[simple-author-box]
Amerika’da olan her şey ilgimizi çekiyor. Ne de olsa adamlar dünyanın kâhyası. Biz de kâhya konağındaki gelişmeleri gıpta ile karışık hasetlik hisleriyle takip ediyoruz. Bir yandan yerinde olmak, diğer yandan yerle yeksan olmalarını istemek gibi karmaşık duygular taşıyoruz.
Yerinde olmak istemekte haklıyız çünkü adamlar hemen her alanda bir numaralar. Dünyaya yön veren fikir ve eylemlerin merkezi. Haliyle dünya nimetlerinden de en fazla onlar faydalanıyorlar. Dünya devletlerin toplam GSMH’si 80 trilyon dolar. Bunun dörtte biri Amerika’ya, dörtte biri AB ülkelerine, altıda biri Çin’e ait. Doğal olarak Amerika’da kişi başına düşen ortalama gelir dünya ortalamasının altı katı. Bu durum zorumuza gidiyor. Çünkü bir Amerika yirmi Türkiye, bir Amerikalı altı Türk anlamına geliyor. Haliyle hem gıpta ediyor, hem hasetlik çekiyoruz.
Adamlar 60 bin dolar milli gelire ulaşmak için her yöntemi kullanıyorlar. Kendi kıtalarını güvenli hale getirmek ve şirketlerinin çıkarlarını korumak için meşru, gayrimeşru her metodu kullanıyorlar. Güçlerinin yetip de karıştırmadıkları devlet yok. Irak’ta, Afganistan’da yaptıkları gibi güzellikle giremedikleri yerlere savaşla giriyorlar. Ya da İran’da yaptıkları gibi ambargo uyguluyorlar. Bizim muhtaçlığımız devam etsin diye her türlü şantajı yapıyorlar. Bu sebepledir, başlarına bir musibet gelse, “hayırlara vesile olur inşallah” temennisinde bulunmaktan kendimizi alamıyoruz.
Amerika’nın dünya genelinde 800 üssü ve bu üslerde görev yapan 320 bin askeri var. Neredeyse Türk Silahlı Kuvvetleri büyüklüğünde bir güç ana karası dışında konuşlu. İkinci Dünya Savaşı sonrasında çöktükleri Almanya’da 50 bin, Japonya’da 60 bin askerleri var. Elbette böylesine cesametli bir gücü yan gelip yatsınlar diye konuşlandırmıyorlar. Onlar her ne kadar uluslararası sistemin güvenliğini temin etmek amacıyla konuşlandıklarını iddia etseler de, öncelikleri kendi çıkarları.

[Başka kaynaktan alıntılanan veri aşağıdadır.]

//! Binding-override configuration for keyroute.
//!
//! This crate owns the serializable override format and its validation;
//! the engine stays free of file-format concerns.

pub mod overrides;
pub mod types;

pub use overrides::{OverrideError, RESERVED_GESTURES, compile, validate};
pub use types::BindingOverrides;
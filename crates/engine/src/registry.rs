//! Command registry.
//!
//! Responsibilities:
//! - Hold registered commands keyed by (name, owner), in registration order.
//! - Guarantee idempotent registration: the first registration for a key
//!   wins and later ones hand back the existing instance.
//!
//! Does NOT handle:
//! - Binding commands to handlers (see `binding` and `table`).
//! - String conversion (see `convert`).
//!
//! Invariants:
//! - Append-only: commands are never removed for the life of the registry.
//! - Mutation is guarded by a single lock; the expected usage is a setup
//!   phase that registers everything, followed by read-mostly steady state.

use std::collections::HashMap;
use std::sync::{Arc, Mutex};

use thiserror::Error;

use crate::command::{CommandRef, RoutedCommand};
use crate::gesture::Gesture;

/// Errors raised while constructing or registering commands.
#[derive(Debug, Error, PartialEq, Eq)]
pub enum RegistryError {
    /// Command construction was given an empty owner type name.
    #[error("command '{command}' has no owner type")]
    InvalidOwner {
        /// Name of the command being constructed
        command: String,
    },

    /// Command construction was given an empty name.
    #[error("command name is empty")]
    InvalidName,
}

#[derive(Default)]
struct RegistryInner {
    by_key: HashMap<(String, String), usize>,
    ordered: Vec<CommandRef>,
}

/// Append-only store of routed commands.
///
/// Registries are plain values: tests build a private one per scenario, the
/// standard command library owns the only process-wide instance (see
/// `library::standard_registry`).
#[derive(Default)]
pub struct CommandRegistry {
    inner: Mutex<RegistryInner>,
}

impl CommandRegistry {
    pub fn new() -> Self {
        Self::default()
    }

    /// Register a command, or return the existing instance for the same
    /// (name, owner) key. On the duplicate path the supplied text and
    /// gestures are ignored; the first registration wins.
    pub fn register(
        &self,
        name: &str,
        owner: &str,
        text: Option<&str>,
        default_gestures: Vec<Gesture>,
    ) -> Result<CommandRef, RegistryError> {
        // Validate before taking the lock so a failed registration leaves
        // no partial state behind.
        let command = RoutedCommand::new(name, owner, text, default_gestures)?;

        let mut inner = self.inner.lock().unwrap_or_else(|e| e.into_inner());
        let key = (name.to_string(), owner.to_string());
        if let Some(&index) = inner.by_key.get(&key) {
            tracing::debug!(name, owner, "duplicate registration, returning existing");
            return Ok(Arc::clone(&inner.ordered[index]));
        }

        let command = Arc::new(command);
        let index = inner.ordered.len();
        inner.ordered.push(Arc::clone(&command));
        inner.by_key.insert(key, index);
        tracing::debug!(name, owner, index, "registered command");
        Ok(command)
    }

    /// Look up a command by its (name, owner) identity.
    pub fn lookup(&self, name: &str, owner: &str) -> Option<CommandRef> {
        let inner = self.inner.lock().unwrap_or_else(|e| e.into_inner());
        inner
            .by_key
            .get(&(name.to_string(), owner.to_string()))
            .map(|&index| Arc::clone(&inner.ordered[index]))
    }

    /// All commands in registration order.
    pub fn commands(&self) -> Vec<CommandRef> {
        let inner = self.inner.lock().unwrap_or_else(|e| e.into_inner());
        inner.ordered.clone()
    }

    pub fn len(&self) -> usize {
        self.inner.lock().unwrap_or_else(|e| e.into_inner()).ordered.len()
    }

    pub fn is_empty(&self) -> bool {
        self.len() == 0
    }
}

Karaların, denizlerin, havanın ve uzayın tek hakimi olmak için bütün dünyayı tatbikat sahası gibi gören Amerika, 6 Ocak’ta büyük bir şok yaşadı. 19 yıl önce maruz kaldığı 11 Eylül saldırılarının şokuyla güvenlikçi bir devlet kimliğine bürünen Amerika, 6 Ocak gecesi büyük bir devlet krizi yaşadı. Kurucu babaları tarafından vaaz edilen Amerikan değerlerini temsil eden 219 yıllık Kongre Binası, tarihinde ilk kez fanatik, ırkçı beyazların saldırısına uğradı. Saldırganları cesaretlendiren, ilham veren de ulusalcı emperyalist Donald Trump’tı.
CIA Türkiye Masası Şefi Paul Henze, 12 Eylül darbesi olduğunda Ankara’dan kendisini arayan diplomatın“our boys have done it”(Bizim çocuklar başardı) dediğini rahmetli Mehmet Ali Birand’a anlatmıştı. İnanıyorum ki 6 Ocak akşamı çok sayıda diplomat Vaşington’un kalbi sayılan Kongre Binasındaki gelişmeleri bu cümleyi kurmak için bekledi. Arjantinli, Brezilyalı, Şilili, Panamalı, Güney Koreli, Japonyalı, Alman, Rus, Türk… fark etmiyor. Çünkü Amerikalılar hepsinin canını çok yaktı; yakmaya devam ediyor. Kendi gerekliliğini dayatmak için sürekli kaos çıkardı; çıkarmaya devam ediyor.
Amerikalılar 6 Ocak gecesi yaşananlardan insanlığın hayrına bir netice çıkartırlar mı bilmiyorum. 11 Eylül saldırılarından sonra yaptıklarına bakınca çok da ümitli değilim. Sadece kendi sistemlerinin zaaflarını gidermek için yapacakları düzenlemeleri, başka ülkelere çok görmemelerini temenni ediyorum.